● **Work task**:
Search the records below for the word "StorageError", then return every line where it appears.

** Opening Given data block **

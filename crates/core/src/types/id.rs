//! Newtype IDs for type-safe entity references.
//!
//! Use the `define_id!` macro to create type-safe ID wrappers that prevent
//! accidentally mixing IDs from different entity types.

use serde::{Deserialize, Serialize};
use uuid::Uuid;

/// Macro to define a type-safe ID wrapper.
///
/// Creates a newtype wrapper around `i32` with:
/// - `Serialize`/`Deserialize` with `#[serde(transparent)]`
/// - `Debug`, `Clone`, `Copy`, `PartialEq`, `Eq`, `Hash`
/// - Conversion methods: `new()`, `as_i32()`
/// - `From<i32>` and `Into<i32>` implementations
///
/// # Example
///
/// ```rust
/// # use oud_eire_core::define_id;
/// define_id!(ProductId);
/// define_id!(CollectionId);
///
/// let product_id = ProductId::new(1);
/// let collection_id = CollectionId::new(1);
///
/// // These are different types, so this won't compile:
/// // let _: ProductId = collection_id;
/// ```
#[macro_export]
macro_rules! define_id {
    ($name:ident) => {
        #[derive(
            Debug,
            Clone,
            Copy,
            PartialEq,
            Eq,
            Hash,
            ::serde::Serialize,
            ::serde::Deserialize
        )]
        #[serde(transparent)]
        pub struct $name(i32);

        impl $name {
            /// Create a new ID from an i32 value.
            #[must_use]
            pub const fn new(id: i32) -> Self {
                Self(id)
            }

            /// Get the underlying i32 value.
            #[must_use]
            pub const fn as_i32(&self) -> i32 {
                self.0
            }
        }

        impl ::core::fmt::Display for $name {
            fn fmt(&self, f: &mut ::core::fmt::Formatter<'_>) -> ::core::fmt::Result {
                write!(f, "{}", self.0)
            }
        }

        impl From<i32> for $name {
            fn from(id: i32) -> Self {
                Self(id)
            }
        }

        impl From<$name> for i32 {
            fn from(id: $name) -> Self {
                id.0
            }
        }
    };
}

// Define standard entity IDs
define_id!(ProductId);

/// Identifier for a cart line item.
///
/// Generated fresh when a product is first added to the cart. This is
/// deliberately distinct from [`ProductId`]: the cart deduplicates by
/// product name, not by product id, and the line item keeps its own
/// identity for the quantity/remove controls.
#[derive(Debug, Clone, Copy, PartialEq, Eq, Hash, Serialize, Deserialize)]
#[serde(transparent)]
pub struct LineItemId(Uuid);

impl LineItemId {
    /// Generate a fresh random line item ID.
    #[must_use]
    pub fn generate() -> Self {
        Self(Uuid::new_v4())
    }

    /// Get the underlying UUID.
    #[must_use]
    pub const fn as_uuid(&self) -> Uuid {
        self.0
    }
}

impl std::fmt::Display for LineItemId {
    fn fmt(&self, f: &mut std::fmt::Formatter<'_>) -> std::fmt::Result {
        write!(f, "{}", self.0)
    }
}

impl std::str::FromStr for LineItemId {
    type Err = uuid::Error;

    fn from_str(s: &str) -> Result<Self, Self::Err> {
        Ok(Self(Uuid::parse_str(s)?))
    }
}

impl From<Uuid> for LineItemId {
    fn from(id: Uuid) -> Self {
        Self(id)
    }
}
//! Oud Éire Core - Shared types library.
//!
//! This crate provides common types used across all Oud Éire components:
//! - `storefront` - Cart and search logic for the storefront
//! - `cli` - Command-line driver standing in for the presentation layer
//!
//! # Architecture
//!
//! The core crate contains only types - no I/O, no persistence, no timers.
//! This keeps it lightweight and allows it to be used anywhere.
//!
//! # Modules
//!
//! - [`types`] - Newtype wrappers for type-safe IDs, prices, badges, and the
//!   product/cart records

#![cfg_attr(not(test), forbid(unsafe_code))]

pub mod types;

pub use types::*;
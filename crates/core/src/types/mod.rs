//! Core types for Oud Éire.
//!
//! This module provides type-safe wrappers for common domain concepts.

pub mod badge;
pub mod id;
pub mod line_item;
pub mod price;
pub mod product;

pub use badge::{Badge, BadgeError};
pub use id::*;
pub use line_item::CartLineItem;
pub use price::Price;
pub use product::Product;
//! Catalog commands.

use super::{CliError, load_config_and_catalog};

/// List all products in catalog order.
#[allow(clippy::print_stdout)]
pub fn list() -> Result<(), CliError> {
    let (_, catalog) = load_config_and_catalog()?;
    for product in catalog.products() {
        let badge = product
            .badge
            .map(|b| format!(" [{b}]"))
            .unwrap_or_default();
        println!("{}  {:<32} €{}{badge}", product.id, product.name, product.price);
    }
    Ok(())
}
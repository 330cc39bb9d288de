//! Type-safe price representation using decimal arithmetic.

use std::iter::Sum;
use std::ops::Add;

use rust_decimal::Decimal;
use serde::{Deserialize, Serialize};

/// A non-negative, currency-agnostic price.
///
/// Amounts are kept in the currency's standard unit (e.g. euros, not
/// cents) and formatted to two decimal places for display. Decimal
/// arithmetic avoids the float rounding artifacts the storefront's
/// original scripts were exposed to.
#[derive(Debug, Clone, Copy, PartialEq, Eq, PartialOrd, Ord, Hash, Serialize, Deserialize, Default)]
#[serde(transparent)]
pub struct Price(Decimal);

impl Price {
    /// Create a new price.
    ///
    /// Prices are non-negative; a negative `amount` is a caller bug and
    /// trips a debug assertion.
    #[must_use]
    pub const fn new(amount: Decimal) -> Self {
        debug_assert!(!amount.is_sign_negative(), "price amount cannot be negative");
        Self(amount)
    }

    /// Zero price.
    #[must_use]
    pub const fn zero() -> Self {
        Self(Decimal::ZERO)
    }

    /// Get the underlying decimal amount.
    #[must_use]
    pub const fn amount(&self) -> Decimal {
        self.0
    }

    /// Multiply by a quantity, e.g. for a cart line total.
    #[must_use]
    pub fn times(&self, quantity: u32) -> Self {
        Self(self.0 * Decimal::from(quantity))
    }
}

impl From<Decimal> for Price {
    fn from(amount: Decimal) -> Self {
        Self::new(amount)
    }
}

impl Add for Price {
    type Output = Self;

    fn add(self, rhs: Self) -> Self {
        Self(self.0 + rhs.0)
    }
}

impl Sum for Price {
    fn sum<I: Iterator<Item = Self>>(iter: I) -> Self {
        iter.fold(Self::zero(), Add::add)
    }
}

impl std::fmt::Display for Price {
    fn fmt(&self, f: &mut std::fmt::Formatter<'_>) -> std::fmt::Result {
        write!(f, "{:.2}", self.0.round_dp(2))
    }
}

#[cfg(test)]
#[allow(clippy::unwrap_used)]
mod tests {
    use super::*;
    use rust_decimal::dec;

    #[test]
    fn test_display_two_decimal_places() {
        assert_eq!(Price::new(dec!(30)).to_string(), "30.00");
        assert_eq!(Price::new(dec!(25.5)).to_string(), "25.50");
        assert_eq!(Price::new(dec!(19.995)).to_string(), "20.00");
    }

    #[test]
    fn test_times_quantity() {
        let price = Price::new(dec!(30.00));
        assert_eq!(price.times(2), Price::new(dec!(60.00)));
        assert_eq!(price.times(0), Price::zero());
    }

    #[test]
    fn test_sum() {
        let subtotal: Price = [Price::new(dec!(60.00)), Price::new(dec!(25.00))]
            .into_iter()
            .sum();
        assert_eq!(subtotal, Price::new(dec!(85.00)));
    }

    #[cfg(debug_assertions)]
    #[test]
    #[should_panic(expected = "price amount cannot be negative")]
    fn test_new_rejects_negative_amount() {
        let _ = Price::new(dec!(-1.00));
    }

    #[test]
    fn test_serde_transparent() {
        let price = Price::new(dec!(30.00));
        let json = serde_json::to_string(&price).unwrap();
        let back: Price = serde_json::from_str(&json).unwrap();
        assert_eq!(price, back);
    }
}
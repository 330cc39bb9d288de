//! Unified error handling.
//!
//! The error taxonomy here is deliberately thin: corrupt persisted data
//! and persistence-write failures are recovered inside the cart module
//! (logged, never raised), and absence of search matches is a state,
//! not an error. What remains is configuration and catalog loading,
//! which the driving binary surfaces at startup.

use thiserror::Error;

use crate::catalog::CatalogError;
use crate::config::ConfigError;
use crate::storage::StorageError;

/// Application-level error type for the storefront core.
#[derive(Debug, Error)]
pub enum AppError {
    /// Configuration loading failed.
    #[error("Config error: {0}")]
    Config(#[from] ConfigError),

    /// Catalog loading failed.
    #[error("Catalog error: {0}")]
    Catalog(#[from] CatalogError),

    /// Storage backend failed outside the cart's best-effort path.
    #[error("Storage error: {0}")]
    Storage(#[from] StorageError),
}

/// Result type alias for `AppError`.
pub type Result<T> = std::result::Result<T, AppError>;

#[cfg(test)]
mod tests {
    use super::*;

    #[test]
    fn test_app_error_display() {
        let err = AppError::Config(ConfigError::InvalidEnvVar(
            "OUD_EIRE_SEARCH_DEBOUNCE_MS".to_string(),
            "invalid digit".to_string(),
        ));
        assert_eq!(
            err.to_string(),
            "Config error: Invalid environment variable OUD_EIRE_SEARCH_DEBOUNCE_MS: invalid digit"
        );
    }
}
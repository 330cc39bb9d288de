//! Storefront configuration loaded from environment variables.
//!
//! # Environment Variables
//!
//! All variables are optional; the core runs with zero configuration.
//!
//! - `OUD_EIRE_CART_KEY` - Storage key for the persisted cart
//!   (default: `oudEireCart`)
//! - `OUD_EIRE_SEARCH_DEBOUNCE_MS` - Quiescence window before a typed
//!   query executes (default: 300)
//! - `OUD_EIRE_SEARCH_LATENCY_MS` - Simulated result delivery latency,
//!   reserved for a future remote data source (default: 500)
//! - `OUD_EIRE_SEARCH_MIN_QUERY_LEN` - Minimum query length that
//!   triggers a search (default: 2)
//! - `OUD_EIRE_PREMIUM_PRICE_THRESHOLD` - Price above which a product
//!   counts as premium regardless of badge (default: 90)

use std::time::Duration;

use rust_decimal::Decimal;
use thiserror::Error;

/// Configuration errors that can occur during loading.
#[derive(Debug, Error)]
pub enum ConfigError {
    #[error("Invalid environment variable {0}: {1}")]
    InvalidEnvVar(String, String),
}

/// Storefront application configuration.
#[derive(Debug, Clone)]
pub struct StorefrontConfig {
    /// Cart persistence configuration
    pub cart: CartConfig,
    /// Search behavior configuration
    pub search: SearchConfig,
}

/// Cart persistence configuration.
#[derive(Debug, Clone)]
pub struct CartConfig {
    /// Key under which the cart array is persisted
    pub storage_key: String,
}

/// Search behavior configuration.
#[derive(Debug, Clone)]
pub struct SearchConfig {
    /// Quiescence window before a typed query executes
    pub debounce_window: Duration,
    /// Simulated delivery latency between execution and publication
    pub result_latency: Duration,
    /// Minimum query length (in characters) that triggers a search
    pub min_query_len: usize,
    /// Price threshold for the premium category predicate
    pub premium_threshold: Decimal,
}

impl Default for CartConfig {
    fn default() -> Self {
        Self {
            storage_key: "oudEireCart".to_string(),
        }
    }
}

impl Default for SearchConfig {
    fn default() -> Self {
        Self {
            debounce_window: Duration::from_millis(300),
            result_latency: Duration::from_millis(500),
            min_query_len: 2,
            premium_threshold: Decimal::from(90),
        }
    }
}

impl Default for StorefrontConfig {
    fn default() -> Self {
        Self {
            cart: CartConfig::default(),
            search: SearchConfig::default(),
        }
    }
}

impl StorefrontConfig {
    /// Load configuration from environment variables.
    ///
    /// Calls `dotenvy::dotenv()` to load from `.env` file if present.
    /// Every variable falls back to its default when unset.
    ///
    /// # Errors
    ///
    /// Returns `ConfigError` if a variable is set but unparseable.
    pub fn from_env() -> Result<Self, ConfigError> {
        // Load .env file if present (ignore errors if not found)
        let _ = dotenvy::dotenv();

        Ok(Self {
            cart: CartConfig {
                storage_key: get_env_or_default("OUD_EIRE_CART_KEY", "oudEireCart"),
            },
            search: SearchConfig {
                debounce_window: Duration::from_millis(get_parsed_env(
                    "OUD_EIRE_SEARCH_DEBOUNCE_MS",
                    300,
                )?),
                result_latency: Duration::from_millis(get_parsed_env(
                    "OUD_EIRE_SEARCH_LATENCY_MS",
                    500,
                )?),
                min_query_len: get_parsed_env("OUD_EIRE_SEARCH_MIN_QUERY_LEN", 2)?,
                premium_threshold: get_parsed_env(
                    "OUD_EIRE_PREMIUM_PRICE_THRESHOLD",
                    Decimal::from(90),
                )?,
            },
        })
    }
}

// =============================================================================
// Helper Functions
// =============================================================================

/// Get an environment variable with a default value.
fn get_env_or_default(key: &str, default: &str) -> String {
    std::env::var(key).unwrap_or_else(|_| default.to_string())
}

/// Get and parse an environment variable, falling back to a default when unset.
fn get_parsed_env<T>(key: &str, default: T) -> Result<T, ConfigError>
where
    T: std::str::FromStr,
    T::Err: std::fmt::Display,
{
    match std::env::var(key) {
        Ok(value) => value
            .parse::<T>()
            .map_err(|e| ConfigError::InvalidEnvVar(key.to_string(), e.to_string())),
        Err(_) => Ok(default),
    }
}

#[cfg(test)]
#[allow(clippy::unwrap_used)]
mod tests {
    use super::*;

    #[test]
    fn test_defaults() {
        let config = StorefrontConfig::default();
        assert_eq!(config.cart.storage_key, "oudEireCart");
        assert_eq!(config.search.debounce_window, Duration::from_millis(300));
        assert_eq!(config.search.result_latency, Duration::from_millis(500));
        assert_eq!(config.search.min_query_len, 2);
        assert_eq!(config.search.premium_threshold, Decimal::from(90));
    }

    #[test]
    fn test_get_parsed_env_unset_falls_back() {
        let value: u64 = get_parsed_env("OUD_EIRE_TEST_UNSET_VAR", 42).unwrap();
        assert_eq!(value, 42);
    }

    #[test]
    fn test_get_env_or_default_unset() {
        assert_eq!(
            get_env_or_default("OUD_EIRE_TEST_UNSET_VAR", "fallback"),
            "fallback"
        );
    }
}
//! Read-only product catalog.
//!
//! The catalog is an ordered sequence of products supplied once at
//! startup by a collaborator (the CLI bundles one as JSON). It is
//! immutable for the lifetime of a session; search results preserve its
//! order.

use thiserror::Error;
use tracing::debug;

use oud_eire_core::{Product, ProductId};

/// Catalog loading errors.
#[derive(Debug, Error)]
pub enum CatalogError {
    /// The catalog JSON could not be parsed.
    #[error("invalid catalog JSON: {0}")]
    InvalidJson(#[from] serde_json::Error),

    /// Two catalog entries share an id.
    #[error("duplicate product id: {0}")]
    DuplicateId(ProductId),
}

/// An ordered, read-only sequence of products.
#[derive(Debug, Clone, Default)]
pub struct ProductCatalog {
    products: Vec<Product>,
}

impl ProductCatalog {
    /// Create a catalog from an ordered list of products.
    ///
    /// # Errors
    ///
    /// Returns `CatalogError::DuplicateId` if two entries share an id.
    pub fn new(products: Vec<Product>) -> Result<Self, CatalogError> {
        let mut seen = std::collections::HashSet::new();
        for product in &products {
            if !seen.insert(product.id) {
                return Err(CatalogError::DuplicateId(product.id));
            }
        }
        debug!(count = products.len(), "Catalog loaded");
        Ok(Self { products })
    }

    /// Parse a catalog from a JSON array of products.
    ///
    /// # Errors
    ///
    /// Returns `CatalogError` if the JSON is malformed or ids collide.
    pub fn from_json(json: &str) -> Result<Self, CatalogError> {
        let products: Vec<Product> = serde_json::from_str(json)?;
        Self::new(products)
    }

    /// All products, in catalog order.
    #[must_use]
    pub fn products(&self) -> &[Product] {
        &self.products
    }

    /// Look up a product by id.
    #[must_use]
    pub fn get(&self, id: ProductId) -> Option<&Product> {
        self.products.iter().find(|p| p.id == id)
    }

    /// Look up a product by exact display name.
    #[must_use]
    pub fn find_by_name(&self, name: &str) -> Option<&Product> {
        self.products.iter().find(|p| p.name == name)
    }

    /// Number of products in the catalog.
    #[must_use]
    pub fn len(&self) -> usize {
        self.products.len()
    }

    /// Whether the catalog is empty.
    #[must_use]
    pub fn is_empty(&self) -> bool {
        self.products.is_empty()
    }
}

#[cfg(test)]
#[allow(clippy::unwrap_used)]
mod tests {
    use super::*;
    use oud_eire_core::{Badge, Price};
    use rust_decimal::dec;

    fn product(id: i32, name: &str) -> Product {
        Product {
            id: ProductId::new(id),
            name: name.to_string(),
            description: String::new(),
            price: Price::new(dec!(30.00)),
            image: None,
            badge: Some(Badge::New),
        }
    }

    #[test]
    fn test_new_rejects_duplicate_ids() {
        let result = ProductCatalog::new(vec![product(1, "a"), product(1, "b")]);
        assert!(matches!(result, Err(CatalogError::DuplicateId(_))));
    }

    #[test]
    fn test_from_json_preserves_order() {
        let json = r#"[
            {"id": 2, "name": "Cherry Gold - Brandy Designs",
             "description": "Warm amber notes blended with Irish moss and oud.",
             "price": "25.00", "badge": "New"},
            {"id": 1, "name": "Yara - Lataffa",
             "description": "A rich, woody scent with hints of amber and spice.",
             "price": "30.00", "badge": "Bestseller"}
        ]"#;
        let catalog = ProductCatalog::from_json(json).unwrap();
        assert_eq!(catalog.len(), 2);
        let names: Vec<_> = catalog.products().iter().map(|p| p.name.as_str()).collect();
        assert_eq!(names, ["Cherry Gold - Brandy Designs", "Yara - Lataffa"]);
    }

    #[test]
    fn test_lookups() {
        let catalog = ProductCatalog::new(vec![product(1, "Yara - Lataffa")]).unwrap();
        assert!(catalog.get(ProductId::new(1)).is_some());
        assert!(catalog.get(ProductId::new(9)).is_none());
        assert!(catalog.find_by_name("Yara - Lataffa").is_some());
        // Name matching is exact and case-sensitive.
        assert!(catalog.find_by_name("yara - lataffa").is_none());
    }

    #[test]
    fn test_from_json_rejects_malformed() {
        assert!(ProductCatalog::from_json("not json").is_err());
    }
}
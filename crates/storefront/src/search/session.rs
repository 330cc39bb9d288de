//! Transient search session.
//!
//! The session owns the interaction state the search UI renders from:
//! the current query, the displayed view, and the open/closed flag. It
//! runs as a background task consuming discrete input events, so the
//! debounce window and the simulated result latency are explicit
//! suspension points instead of ad hoc timer closures.
//!
//! Supersession is a provable invariant here: every query-changing
//! event increments a generation counter, an executed search carries
//! the generation it was issued under, and a result is only published
//! if its generation is still current. Only the newest query's results
//! are ever delivered.

use std::sync::Arc;
use std::sync::atomic::{AtomicU64, Ordering};

use tokio::sync::{mpsc, watch};
use tokio::time::Instant;
use tracing::debug;

use oud_eire_core::Product;

use super::{Category, SearchIndex};
use crate::config::SearchConfig;

/// The four mutually exclusive displayed views, plus the transient
/// typing affordance for queries below the minimum length.
#[derive(Debug, Clone, PartialEq, Eq, Default)]
pub enum SearchView {
    /// Initial/idle: no query, or query cleared.
    #[default]
    Suggestions,
    /// A query too short to search; shows neither suggestions nor
    /// results. A UI debounce affordance, not a data state.
    Typing,
    /// Query submitted, awaiting result delivery.
    Loading,
    /// Non-empty match set, in catalog order.
    Results(Vec<Product>),
    /// Query executed and yielded exactly zero matches.
    Empty,
}

/// Point-in-time view of the session, published on every change.
#[derive(Debug, Clone, PartialEq, Eq, Default)]
pub struct SessionSnapshot {
    /// The current (trimmed) query text.
    pub query: String,
    /// The view the collaborator should render.
    pub view: SearchView,
    /// Whether the search surface is open.
    pub open: bool,
}

/// Events the presentation collaborator feeds into the session.
#[derive(Debug)]
enum SessionEvent {
    Open,
    Close,
    Clear,
    /// Keystroke-level query change; debounced.
    Input(String),
    /// Explicit submission ("Enter"); immediate path.
    Submit(String),
    /// Category suggestion click; immediate path.
    Category(Category),
}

** Closing Given data block **

● **Your solution**:
use crate::storage::StorageError;
    Storage(#[from] StorageError),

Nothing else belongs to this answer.